Soltanto che rimangono due tabù rispetto a questa realtà: da una parte il tabù degli errori, che è un tabù eccezionale – perché i medici hanno così paura di affrontare il discorso degli errori? – l’altro è la morte. Questo della morte, che poi è il più grande errore che fanno, secondo loro, quello di lasciarci morire – come se non dovessimo tutti morire: è un dovere biologico, sociale.
Perché c’è chi chiede l’eutanasia? Non è la morte in sé che fa paura, normalmente.
Non è la paura del dolore, quella che copre tutte le altre.
No, perché oggi si può essere curati anche dal dolore.
Voglio dire, c’è tutta una lotta da fare sul dolore, sul fatto che siamo tra gli ultimi Paesi che usano la morfina, ma queste cose si sanno.

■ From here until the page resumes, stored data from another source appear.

//! User intents and their text command syntax

use anyhow::{Context, Result};
use std::str::FromStr;

/// One discrete request from the user
#[derive(Debug, Clone, PartialEq, Eq)]
pub enum Intent {
    Toggle { row: usize, col: usize },
    /// Pointer click in window pixels
    ClickAt { x: u32, y: u32 },
    Step,
    Run(usize),
    TogglePause,
    SpeedUp,
    SpeedDown,
    Reset,
    Save(String),
    Load(usize),
    List,
    Help,
    Quit,
}

pub const HELP: &str = "\
Commands:
  toggle <row> <col>   flip a cell (alias: t)
  click <x> <y>        flip the cell under a pixel position
  step                 advance one generation (alias: s)
  run <n>              advance n generations
  pause                start or stop the clock (alias: p)
  faster | slower      change speed (aliases: + -)
  reset                kill every cell
  save <name>          store the current cells
  load <index>         restore a stored state
  list                 show stored states
  quit                 leave (alias: q)";

impl FromStr for Intent {
    type Err = anyhow::Error;

    fn from_str(line: &str) -> Result<Self> {
        let mut words = line.split_whitespace();
        let command = words.next().context("Empty command")?;

        let intent = match command.to_ascii_lowercase().as_str() {
            "toggle" | "t" => Intent::Toggle {
                row: parse_arg(words.next(), "row")?,
                col: parse_arg(words.next(), "col")?,
            },
            "click" => Intent::ClickAt {
                x: parse_arg(words.next(), "x")?,
                y: parse_arg(words.next(), "y")?,
            },
            "step" | "s" => Intent::Step,
            "run" => Intent::Run(parse_arg(words.next(), "generations")?),
            "pause" | "p" => Intent::TogglePause,
            "faster" | "+" => Intent::SpeedUp,
            "slower" | "-" => Intent::SpeedDown,
            "reset" => Intent::Reset,
            "save" => {
                let name = words.collect::<Vec<_>>().join(" ");
                if name.is_empty() {
                    anyhow::bail!("Missing name for save");
                }
                return Ok(Intent::Save(name));
            }
            "load" => Intent::Load(parse_arg(words.next(), "index")?),
            "list" | "ls" => Intent::List,
            "help" | "?" => Intent::Help,
            "quit" | "q" | "exit" => Intent::Quit,
            other => anyhow::bail!("Unknown command '{}'", other),
        };

        if let Some(extra) = words.next() {
            anyhow::bail!("Unexpected argument '{}' for {}", extra, command);
        }
        Ok(intent)
    }
}

fn parse_arg<T: FromStr>(word: Option<&str>, what: &str) -> Result<T> {
    let word = word.with_context(|| format!("Missing {}", what))?;
    word.parse()
        .map_err(|_| anyhow::anyhow!("Invalid {} '{}'", what, word))
}
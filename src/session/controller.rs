//! Drives one engine from user intents and a wall clock

use super::Intent;
use crate::config::{ColorPalette, Settings};
use crate::game_of_life::Engine;
use crate::utils::GridFormatter;
use anyhow::{Context, Result};
use std::time::Duration;
use tracing::{debug, info};

/// What the caller should do after an intent was handled
#[derive(Debug, Clone, PartialEq, Eq)]
pub enum Outcome {
    /// Redraw the grid
    Redraw,
    /// Show a message to the user
    Message(String),
    Quit,
}

/// Interactive session over a single engine.
///
/// Starts paused. While running, `advance` steps the engine at `speed`
/// generations per second of elapsed time.
pub struct Session {
    engine: Engine,
    cell_size: u32,
    colors: ColorPalette,
    paused: bool,
    speed: u32,
    max_speed: u32,
    generation: u64,
    pending: Duration,
}

impl Session {
    pub fn from_settings(settings: &Settings) -> Result<Self> {
        settings.validate()?;
        let engine = Engine::from_settings(settings).context("Failed to create engine")?;
        Ok(Self {
            engine,
            cell_size: settings.display.cell_size,
            colors: settings.display.colors.clone(),
            paused: true,
            speed: settings.simulation.initial_speed,
            max_speed: settings.simulation.max_speed,
            generation: 0,
            pending: Duration::ZERO,
        })
    }

    pub fn engine(&self) -> &Engine {
        &self.engine
    }

    pub fn is_paused(&self) -> bool {
        self.paused
    }

    pub fn speed(&self) -> u32 {
        self.speed
    }

    pub fn generation(&self) -> u64 {
        self.generation
    }

    /// Map a pixel position to the cell under it
    pub fn cell_at_pixel(&self, x: u32, y: u32) -> Option<(usize, usize)> {
        let row = (y / self.cell_size) as usize;
        let col = (x / self.cell_size) as usize;
        self.engine.grid().contains(row, col).then_some((row, col))
    }

    pub fn handle(&mut self, intent: Intent) -> Result<Outcome> {
        debug!(?intent, "handling intent");
        match intent {
            Intent::Toggle { row, col } => self.toggle(row, col),
            Intent::ClickAt { x, y } => match self.cell_at_pixel(x, y) {
                Some((row, col)) => self.toggle(row, col),
                None => Ok(Outcome::Message(format!("({}, {}) is outside the grid", x, y))),
            },
            Intent::Step => {
                self.step();
                Ok(Outcome::Redraw)
            }
            Intent::Run(generations) => {
                for _ in 0..generations {
                    self.step();
                }
                Ok(Outcome::Redraw)
            }
            Intent::TogglePause => {
                self.paused = !self.paused;
                self.pending = Duration::ZERO;
                Ok(Outcome::Message(
                    if self.paused { "Paused" } else { "Running" }.to_string(),
                ))
            }
            Intent::SpeedUp => Ok(self.set_speed(self.speed.saturating_add(1))),
            Intent::SpeedDown => Ok(self.set_speed(self.speed.saturating_sub(1))),
            Intent::Reset => {
                self.engine.reset();
                self.generation = 0;
                Ok(Outcome::Redraw)
            }
            Intent::Save(name) => {
                let index = self
                    .engine
                    .save_initial_state(&name)
                    .with_context(|| format!("Failed to save '{}'", name))?;
                Ok(Outcome::Message(format!("Saved '{}' as #{}", name, index)))
            }
            Intent::Load(index) => match self.engine.load_initial_state(index) {
                Ok(()) => {
                    self.generation = 0;
                    Ok(Outcome::Redraw)
                }
                Err(e) if e.is_recoverable() => Ok(Outcome::Message(e.to_string())),
                Err(e) => Err(e).context("Failed to load saved state"),
            },
            Intent::List => Ok(Outcome::Message(GridFormatter::format_saved_states(
                &self.engine.get_saved_state_names(),
            ))),
            Intent::Help => Ok(Outcome::Message(super::HELP.to_string())),
            Intent::Quit => Ok(Outcome::Quit),
        }
    }

    /// Feed elapsed wall time; returns how many generations were stepped
    pub fn advance(&mut self, elapsed: Duration) -> u32 {
        if self.paused {
            return 0;
        }

        self.pending += elapsed;
        let interval = Duration::from_secs(1) / self.speed;
        let mut steps = 0;
        while self.pending >= interval {
            self.pending -= interval;
            self.step();
            steps += 1;
        }
        steps
    }

    /// Grid followed by a status line
    pub fn render(&self) -> String {
        let grid = self.engine.grid();
        let mut frame = GridFormatter::format_grid_colored(grid, &self.colors);
        frame.push_str(&GridFormatter::format_status(
            self.generation,
            grid.living_count(),
            self.speed,
            self.paused,
        ));
        frame.push('\n');
        frame
    }

    fn toggle(&mut self, row: usize, col: usize) -> Result<Outcome> {
        if !self.engine.grid().contains(row, col) {
            return Ok(Outcome::Message(format!(
                "({}, {}) is outside the {}x{} grid",
                row,
                col,
                self.engine.rows(),
                self.engine.cols()
            )));
        }
        self.engine.toggle_cell(row, col)?;
        Ok(Outcome::Redraw)
    }

    fn step(&mut self) {
        self.engine.step();
        self.generation += 1;
    }

    fn set_speed(&mut self, speed: u32) -> Outcome {
        self.speed = speed.clamp(1, self.max_speed);
        self.pending = Duration::ZERO;
        info!(speed = self.speed, "speed changed");
        Outcome::Message(format!("Speed: {}/s", self.speed))
    }
}

#[cfg(test)]
mod tests {
    use super::*;
    use tempfile::{tempdir, TempDir};

    fn session() -> (Session, TempDir) {
        let temp_dir = tempdir().unwrap();
        let mut settings = Settings::default();
        settings.storage.history_file = temp_dir.path().join("saved_states.json");
        settings.simulation.initial_speed = 4;
        settings.simulation.max_speed = 5;
        (Session::from_settings(&settings).unwrap(), temp_dir)
    }

    #[test]
    fn test_starts_paused_and_idle() {
        let (mut session, _dir) = session();
        assert!(session.is_paused());
        assert_eq!(session.advance(Duration::from_secs(10)), 0);
        assert_eq!(session.generation(), 0);
    }

    #[test]
    fn test_click_maps_pixels_to_cells() {
        let (mut session, _dir) = session();
        assert_eq!(session.cell_at_pixel(35, 12), Some((1, 3)));
        assert_eq!(session.cell_at_pixel(100, 0), None);

        assert_eq!(session.handle(Intent::ClickAt { x: 35, y: 12 }).unwrap(), Outcome::Redraw);
        assert!(session.engine().is_alive(1, 3));

        assert!(matches!(
            session.handle(Intent::ClickAt { x: 0, y: 250 }).unwrap(),
            Outcome::Message(_)
        ));
    }

    #[test]
    fn test_out_of_range_toggle_is_a_message() {
        let (mut session, _dir) = session();
        assert!(matches!(
            session.handle(Intent::Toggle { row: 10, col: 0 }).unwrap(),
            Outcome::Message(_)
        ));
        assert!(session.engine().grid().is_empty());
    }

    #[test]
    fn test_advance_follows_speed() {
        let (mut session, _dir) = session();
        for (row, col) in [(4, 3), (4, 4), (4, 5)] {
            session.handle(Intent::Toggle { row, col }).unwrap();
        }
        session.handle(Intent::TogglePause).unwrap();

        // 4 generations per second
        assert_eq!(session.advance(Duration::from_millis(100)), 0);
        assert_eq!(session.advance(Duration::from_millis(200)), 1);
        assert_eq!(session.advance(Duration::from_millis(500)), 2);
        assert_eq!(session.generation(), 3);
        // Blinker after an odd number of generations is vertical
        assert_eq!(session.engine().grid().living_cells(), vec![(3, 4), (4, 4), (5, 4)]);
    }

    #[test]
    fn test_speed_is_clamped() {
        let (mut session, _dir) = session();
        for _ in 0..5 {
            session.handle(Intent::SpeedUp).unwrap();
        }
        assert_eq!(session.speed(), 5);
        for _ in 0..10 {
            session.handle(Intent::SpeedDown).unwrap();
        }
        assert_eq!(session.speed(), 1);
    }

    #[test]
    fn test_save_load_and_list() {
        let (mut session, _dir) = session();
        session.handle(Intent::Toggle { row: 2, col: 2 }).unwrap();
        session.handle(Intent::Save("dot".to_string())).unwrap();
        session.handle(Intent::Run(3)).unwrap();
        assert!(session.engine().grid().is_empty());

        assert_eq!(session.handle(Intent::Load(0)).unwrap(), Outcome::Redraw);
        assert_eq!(session.generation(), 0);
        assert!(session.engine().is_alive(2, 2));

        match session.handle(Intent::List).unwrap() {
            Outcome::Message(listing) => assert!(listing.contains("0: dot")),
            other => panic!("unexpected outcome {:?}", other),
        }
    }

    #[test]
    fn test_missing_saved_state_is_a_message() {
        let (mut session, _dir) = session();
        session.handle(Intent::Toggle { row: 1, col: 1 }).unwrap();

        match session.handle(Intent::Load(7)).unwrap() {
            Outcome::Message(message) => assert!(message.contains("index 7")),
            other => panic!("unexpected outcome {:?}", other),
        }
        assert!(session.engine().is_alive(1, 1));
    }

    #[test]
    fn test_reset_and_quit() {
        let (mut session, _dir) = session();
        session.handle(Intent::Toggle { row: 1, col: 1 }).unwrap();
        session.handle(Intent::Step).unwrap();
        session.handle(Intent::Reset).unwrap();
        assert!(session.engine().grid().is_empty());
        assert_eq!(session.generation(), 0);
        assert_eq!(session.handle(Intent::Quit).unwrap(), Outcome::Quit);
    }

    #[test]
    fn test_render_has_status_line() {
        let (session, _dir) = session();
        let frame = session.render();
        assert!(frame.ends_with("Generation 0 | Living: 0 | Speed: 4/s | Paused\n"));
    }
}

Per andare proprio al sodo, qual è la vera paura?
La paura della solitudine, l’abbandono.
Allora, sono sempre più convinto che ognuno muore come ha vissuto: se hai seminato molto, raccogli molto. E cosa raccogli? Relazioni. Sono convinto sempre di più che la vita è relazione, che la cura è relazione, che il 75 per cento delle cure terapeutiche sono fatte di relazioni terapeutiche, il 25 per cento poi è biologia, tecnologia, farmacologia, statistiche.
Perché se tu medicina, tu medici, sai – o dovresti sapere – tutto sulla malattia, sulla singola malattia, sulla mia malattia, su come io la vivo e la soffro sono io l’unico competente, o no? Allora o è un confronto, una trattativa, uno scontro tra due competenze, o l’una riconosce l’altra, oppure non è scienza la medicina.
Una paura che non ho, fin da adesso, è che – nonostante la pesantezza del male – io penso, spero, di avere garantita una tale rete di rapporti, di relazioni, di affetto che mi aiuterà a morire come spero io.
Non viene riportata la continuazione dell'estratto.